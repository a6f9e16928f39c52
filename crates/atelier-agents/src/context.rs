use crate::llm::CompletionClient;
use atelier_blackboard::Blackboard;
use atelier_core::{Phase, Task, ToolExecutor};
use atelier_governance::{PolicyEngine, SkillRegistry};
use atelier_jobs::JobQueue;
use serde_json::json;
use std::sync::Arc;

/// Shared collaborators handed to every concrete agent.
#[derive(Clone)]
pub struct AgentContext {
    /// The shared task board.
    pub board: Blackboard,
    /// The completion service.
    pub llm: Arc<dyn CompletionClient>,
    /// The file/search/typecheck/git collaborator.
    pub tools: Arc<dyn ToolExecutor>,
    /// The fail-closed policy evaluator.
    pub policy: PolicyEngine,
    /// The skill registry.
    pub skills: SkillRegistry,
    /// The job queue, used here for agent throughput metrics.
    pub jobs: JobQueue,
}

/// Context for the next phase's subtask, carrying the pipeline marker
/// forward when the current task has one.
pub(crate) fn phase_context(task: &Task, phase: Phase) -> serde_json::Value {
    let mut context = json!({"phase": phase.as_str()});
    if let Some(pipeline_id) = task.context.get("pipeline_id") {
        context["pipeline_id"] = pipeline_id.clone();
    }
    context
}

───

• **Assigned task**: When a line among the entries above contains "ToolExecutor", copy it.

• **Exercise output**:
use atelier_core::{Phase, Task, ToolExecutor};
    pub tools: Arc<dyn ToolExecutor>,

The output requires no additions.